Self Healing AI Agent > Introduction to Self Healing AI Agent recipe
Introduction to Self Healing AI Agent recipe
The Self Healing AI Agent autonomously identifies failed and suspended taskflows in data pipelines, diagnoses the underlying issues, and applies corrective actions to resolve them. If the agent can't fix the problem, it creates a ServiceNow incident and sends an email containing the error message and relevant logs to the appropriate teams.
The agent performs the following functions:
•As a specialized job monitoring agent, it tracks and diagnoses job failures based on Standard Operating Procedures (SOP). The agent ensures security by always using session tokens for authentication and handles all timestamps in UTC to avoid timezone inconsistencies.
•The agent identifies the origin and context of incoming messages, whether from a chat invocation or an email. It detects HTML content to distinguish emails and adapts its workflow accordingly.

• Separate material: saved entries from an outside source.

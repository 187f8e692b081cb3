//! Common types used across the library.
use std::net::{IpAddr, Ipv4Addr, Ipv6Addr, SocketAddr};

use serde::{Deserialize, Serialize};
use thiserror::Error;
use tonic::Status;

use crate::operations::gossip::VNodeState;

pub(crate) const DEFAULT_PORT: u16 = 2_113;

/// Holds login and password information.
#[derive(Clone, PartialEq, Eq, Serialize, Deserialize)]
pub struct Credentials {
    pub(crate) login: String,
    pub(crate) password: String,
}

impl Credentials {
    /// Creates a new `Credentials` instance.
    pub fn new<S>(login: S, password: S) -> Credentials
    where
        S: Into<String>,
    {
        Credentials {
            login: login.into(),
            password: password.into(),
        }
    }

    pub fn login(&self) -> &str {
        self.login.as_str()
    }
}

impl std::fmt::Debug for Credentials {
    fn fmt(&self, f: &mut std::fmt::Formatter<'_>) -> std::fmt::Result {
        f.debug_struct("Credentials")
            .field("login", &self.login)
            .field("password", &"<redacted>")
            .finish()
    }
}

/// Indicates which order of preferred nodes for connecting to.
#[derive(Copy, Clone, Eq, PartialEq, Debug, Default, Serialize, Deserialize)]
#[serde(rename_all = "camelCase")]
pub enum NodePreference {
    /// When attempting connection, prefers leader nodes.
    #[default]
    Leader,

    /// When attempting connection, prefers follower nodes.
    Follower,

    /// When attempting connection, has no node preference.
    Random,

    /// When attempting connection, prefers read-replica nodes.
    ReadOnlyReplica,
}

impl NodePreference {
    /// Ranks a node state for this preference. Lower is better. States that are not
    /// ranked by the preference get `u32::MAX` so they never win over a known role.
    pub fn priority(self, state: VNodeState) -> u32 {
        use self::NodePreference::*;

        match (self, state) {
            (Random, _) => 0,

            (Leader, VNodeState::Leader) => 0,
            (Leader, VNodeState::Follower) => 1,
            (Leader, VNodeState::ReadOnlyReplica) => 2,
            (Leader, VNodeState::PreReadOnlyReplica) => 3,
            (Leader, VNodeState::ReadOnlyLeaderless) => 4,

            (Follower, VNodeState::Follower) => 0,
            (Follower, VNodeState::Leader) => 1,
            (Follower, VNodeState::ReadOnlyReplica) => 2,
            (Follower, VNodeState::PreReadOnlyReplica) => 3,
            (Follower, VNodeState::ReadOnlyLeaderless) => 4,

            (ReadOnlyReplica, VNodeState::ReadOnlyReplica) => 0,
            (ReadOnlyReplica, VNodeState::PreReadOnlyReplica) => 1,
            (ReadOnlyReplica, VNodeState::ReadOnlyLeaderless) => 2,
            (ReadOnlyReplica, VNodeState::Leader) => 3,
            (ReadOnlyReplica, VNodeState::Follower) => 4,

            _ => u32::MAX,
        }
    }
}

impl std::fmt::Display for NodePreference {
    fn fmt(&self, f: &mut std::fmt::Formatter) -> std::fmt::Result {
        use self::NodePreference::*;

        match self {
            Leader => write!(f, "Leader"),
            Follower => write!(f, "Follower"),
            Random => write!(f, "Random"),
            ReadOnlyReplica => write!(f, "ReadOnlyReplica"),
        }
    }
}

/// A node address as found in the settings or reported by gossip.
#[derive(Debug, Clone, Eq, Hash, Ord, PartialOrd, PartialEq, Serialize, Deserialize)]
pub struct Endpoint {
    pub host: String,
    #[serde(default = "default_port")]
    pub port: u16,
}

fn default_port() -> u16 {
    DEFAULT_PORT
}

/// Where a connection to an [`Endpoint`] actually goes.
#[derive(Debug, Clone, PartialEq, Eq)]
pub enum Target {
    Ipv4(SocketAddr),
    Ipv6(SocketAddr),
    /// The host is not an IP literal and needs to be resolved through DNS.
    Dns { host: String, port: u16 },
}

impl Endpoint {
    pub fn new(host: impl Into<String>, port: u16) -> Self {
        Endpoint {
            host: host.into(),
            port,
        }
    }

    /// Creates an endpoint listening on the default EventStoreDB port (2113).
    pub fn from_host(host: impl Into<String>) -> Self {
        Endpoint::new(host, DEFAULT_PORT)
    }

    pub fn target(&self) -> Target {
        if let Ok(addr) = self.host.parse::<Ipv4Addr>() {
            return Target::Ipv4(SocketAddr::new(IpAddr::V4(addr), self.port));
        }

        let unbracketed = self
            .host
            .strip_prefix('[')
            .and_then(|h| h.strip_suffix(']'))
            .unwrap_or(self.host.as_str());

        if let Ok(addr) = unbracketed.parse::<Ipv6Addr>() {
            return Target::Ipv6(SocketAddr::new(IpAddr::V6(addr), self.port));
        }

        Target::Dns {
            host: self.host.clone(),
            port: self.port,
        }
    }

    pub(crate) fn url(&self) -> String {
        format!("http://{}", self)
    }
}

impl std::fmt::Display for Endpoint {
    fn fmt(&self, f: &mut std::fmt::Formatter<'_>) -> std::fmt::Result {
        match self.target() {
            Target::Ipv6(addr) => write!(f, "{}", addr),
            _ => write!(f, "{}:{}", self.host, self.port),
        }
    }
}

#[derive(Error, Debug)]
/// EventStoreDB client error.
pub enum Error {
    #[error("Cluster mode requires at least one gossip seed")]
    EmptySeeds,
    #[error("Invalid client settings: {0}")]
    InvalidSettings(String),
    #[error("Max discovery attempt count reached. count: {0}")]
    MaxDiscoveryAttemptReached(usize),
    #[error("Malformed gossip response: {0}")]
    GossipDecode(String),
    #[error("Server-side error: {0}")]
    ServerError(String),
    #[error("You tried to execute a command that requires a leader node on a follower node. New leader: {0}")]
    NotLeaderException(Endpoint),
    #[error("Unmapped gRPC error: {0}.")]
    Grpc(Status),
    #[error("Connection is closed.")]
    ConnectionClosed,
    #[error("Initialization error: {0}")]
    InitializationError(String),
}

impl Error {
    pub fn from_grpc(status: Status) -> Self {
        match status.code() {
            tonic::Code::Unavailable => Error::ServerError(status.message().to_string()),
            _ => {
                let metadata = status.metadata();
                if let Some("not-leader") = metadata.get("exception").and_then(|e| e.to_str().ok())
                {
                    let endpoint = metadata
                        .get("leader-endpoint-host")
                        .zip(metadata.get("leader-endpoint-port"))
                        .and_then(|(host, port)| {
                            let host = host.to_str().ok()?;
                            let port = port.to_str().ok()?;
                            let host = host.to_string();
                            let port = port.parse().ok()?;

                            Some(Endpoint { host, port })
                        });

                    if let Some(leader) = endpoint {
                        return Error::NotLeaderException(leader);
                    }
                }

                Error::Grpc(status)
            }
        }
    }

    /// Errors caused by the selected node rather than by the request itself.
    pub fn is_node_failure(&self) -> bool {
        matches!(self, Error::ServerError(_) | Error::NotLeaderException(_))
    }
}

pub type Result<A> = std::result::Result<A, Error>;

Using a variety of integrated tools, the agent executes each necessary step without requiring manual confirmation unless essential input is missing. It starts by authenticating with the GetLoginToken tool, then retrieves failed or suspended taskflows using TaskflowStatusRetriever or gathers detailed error information using ErrorAnalyserFlow when job details are provided.
Before proceeding with remediation, the agent runs the CheckSuccessfulRun tool to verify whether a successful execution has occurred since the failure to avoid redundant actions. It then consults the SOPAnalyst agent to find precise resolution steps and contact information specific to each failed taskflow and strictly follows those procedures.
The ValidationAgent performs required pre-checks, such as file existence verification or database connection tests described in the SOP. After validation succeeds, the agent uses ExtCommunicationAgent to notify stakeholders through email and RemediationAgent to restart taskflows or perform other corrective steps.
When SOP instructions specify escalation without automatic remediation, the agent raises a ServiceNow incident using ServiceNowAgent, providing all necessary details, such as assignment group SYSIDs, error messages, and job names. It retrieves and shares the incident number and link in its final report.
This structured process allows the agent to manage taskflow failures proactively, securely, and in compliance with SOPs. It provides a detailed summary of all actions taken and their outcomes to ensure effective monitoring and resolution.